Vester's husband's grandparents, Anna and Horatio Spafford, were millennialist Protestants from Chicago. They arrived in Jerusalem -- then a neglected backwater of the Ottoman Empire -- in 1881 after losing their four daughters in an Atlantic shipwreck and then a son to scarlet fever. They wanted to do charitable works and await the Second Coming.

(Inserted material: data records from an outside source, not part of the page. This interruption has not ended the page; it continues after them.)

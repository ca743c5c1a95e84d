pub mod config;
pub mod emission;
pub mod outcome;
pub mod rules;
pub mod json;
pub mod md;

use crate::batch::{BatchReport, TripScore};
use crate::error::SuscoinError;
use crate::table::TableSummary;
use crate::types::emission::EmissionFactors;
use crate::types::rules::{DistanceRule, ModeRules};
use serde::Serialize;

#[derive(Debug, Clone, Copy)]
pub enum OutputFormat {
    Json,
    Md,
}

#[derive(Debug, Clone, Serialize)]
#[serde(rename_all = "camelCase")]
pub struct ModeInfo {
    pub mode: String,
    pub factor_g_per_km: f64,
    pub rules: Vec<DistanceRule>,
}

#[derive(Debug, Clone, Serialize)]
#[serde(rename_all = "camelCase")]
pub struct ModeListing {
    pub baseline_mode: String,
    pub fallback_mode: String,
    pub modes: Vec<ModeInfo>,
}

impl ModeListing {
    pub fn new(factors: &EmissionFactors, rules: &ModeRules) -> Self {
        Self {
            baseline_mode: factors.baseline_mode().to_string(),
            fallback_mode: factors.fallback_mode().to_string(),
            modes: factors
                .iter()
                .map(|(mode, factor)| ModeInfo {
                    mode: mode.to_string(),
                    factor_g_per_km: factor,
                    rules: rules.for_mode(mode).to_vec(),
                })
                .collect(),
        }
    }
}

#[derive(Debug, Clone, Serialize)]
#[serde(rename_all = "camelCase")]
pub struct TableReport {
    pub source: String,
    #[serde(flatten)]
    pub summary: TableSummary,
}

pub fn render_trip(trip: &TripScore, format: OutputFormat) -> Result<String, SuscoinError> {
    match format {
        OutputFormat::Json => json::to_json(trip).map_err(SuscoinError::Json),
        OutputFormat::Md => Ok(md::trip_to_markdown(trip)),
    }
}

pub fn render_modes(listing: &ModeListing, format: OutputFormat) -> Result<String, SuscoinError> {
    match format {
        OutputFormat::Json => json::to_json(listing).map_err(SuscoinError::Json),
        OutputFormat::Md => Ok(md::modes_to_markdown(listing)),
    }
}

pub fn render_table(report: &TableReport, format: OutputFormat) -> Result<String, SuscoinError> {
    match format {
        OutputFormat::Json => json::to_json(report).map_err(SuscoinError::Json),
        OutputFormat::Md => Ok(md::table_to_markdown(report)),
    }
}

pub fn render_batch(report: &BatchReport, format: OutputFormat) -> Result<String, SuscoinError> {
    match format {
        OutputFormat::Json => json::to_json(report).map_err(SuscoinError::Json),
        OutputFormat::Md => Ok(md::batch_to_markdown(report)),
    }
}
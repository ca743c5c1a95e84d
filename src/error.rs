use thiserror::Error;

/// Failures while materializing the reference score table.
#[derive(Error, Debug)]
pub enum ResourceLoadError {
    #[error("score table not found: {0}")]
    NotFound(String),

    #[error("score table unreadable: {path}: {source}")]
    Unreadable {
        path: String,
        #[source]
        source: std::io::Error,
    },

    #[error("score table malformed: {0}")]
    Malformed(String),

    #[error("score table has no rows: {0}")]
    Empty(String),
}

#[derive(Error, Debug)]
pub enum SuscoinError {
    #[error(transparent)]
    ResourceLoad(#[from] ResourceLoadError),

    #[error("config parse error: {0}")]
    ConfigParse(String),

    #[error("trip file malformed: {0}")]
    TripFile(String),

    #[error("io error: {0}")]
    Io(#[from] std::io::Error),

    #[error("toml parse error: {0}")]
    Toml(#[from] toml::de::Error),

    #[error("json error: {0}")]
    Json(#[from] serde_json::Error),
}

pub type Result<T> = std::result::Result<T, SuscoinError>;
use clap::{Args, Parser, Subcommand, ValueEnum};
use std::path::PathBuf;

#[derive(Parser)]
#[command(
    name = "suscoin",
    version,
    about = "susCoin transport scoring engine: scores, coins and CO2e savings per trip"
)]
pub struct Cli {
    /// Directory searched for suscoin.toml and .suscoin/local.toml
    #[arg(long, global = true, default_value = ".")]
    pub root: PathBuf,

    /// Increase verbosity (-v for info, -vv for debug)
    #[arg(short, long, action = clap::ArgAction::Count, global = true)]
    pub verbose: u8,

    /// Suppress all logging except errors
    #[arg(short, long, global = true, conflicts_with = "verbose")]
    pub quiet: bool,

    #[command(subcommand)]
    pub command: Commands,
}

#[derive(Subcommand)]
pub enum Commands {
    /// Score a single trip
    Score(ScoreCommand),
    /// List transport modes, emission factors and distance rules
    Modes(ModesCommand),
    /// Load a score table and summarize it
    Table(TableCommand),
    /// Score every trip in a mode,distance_km CSV
    Batch(BatchCommand),
}

#[derive(Args)]
pub struct ScoreCommand {
    pub mode: String,
    #[arg(allow_negative_numbers = true)]
    pub distance_km: f64,
    /// Score table to use instead of the configured one
    #[arg(long)]
    pub table: Option<PathBuf>,
    #[arg(short, long, value_enum, default_value = "json")]
    pub format: ReportFormat,
}

#[derive(Args)]
pub struct ModesCommand {
    #[arg(short, long, value_enum, default_value = "md")]
    pub format: ReportFormat,
}

#[derive(Args)]
pub struct TableCommand {
    /// Score table to inspect; defaults to the configured one
    pub path: Option<PathBuf>,
    #[arg(short, long, value_enum, default_value = "md")]
    pub format: ReportFormat,
}

#[derive(Args)]
pub struct BatchCommand {
    pub trips: PathBuf,
    #[arg(long)]
    pub table: Option<PathBuf>,
    /// Write the JSON report here instead of printing it
    #[arg(long)]
    pub out: Option<PathBuf>,
}

#[derive(Clone, ValueEnum)]
pub enum ReportFormat {
    Json,
    Md,
}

They gathered around them a community of Americans and Swedes, forming a kind of Christian kibbutz. The Colony's residents made a point of providing help to Jews, Muslims and Christians, and treated both Turkish and British wounded during the battles of World War I. When the Turks surrendered in 1917, their white flag was a sheet from the Colony's hospital, ripped in two and tied to a stick.

Around that time, T.E. Lawrence, better known as Lawrence of Arabia, was a regular dinner guest, as was Sir Edmund Allenby, who commanded the British forces.

The commune eventually fell apart and became a family-owned inn. When the British left in 1948, it was damaged in the fighting that surrounded Israel's establishment and came under Jordanian rule.

In the 1967 Mideast War, the Colony was damaged again when a Jordanian tank positioned itself in the driveway and Israeli troops threw a grenade into the bar to flush out a sniper. The hotel is now managed by a Swiss hotel chain.

Vester will be buried today in the historic American Colony cemetery on Jerusalem's Mt. Scopus, alongside her husband, who died in 1985. She is survived by sons Nicholas of London and Paul of Los Angeles; and five grandchildren.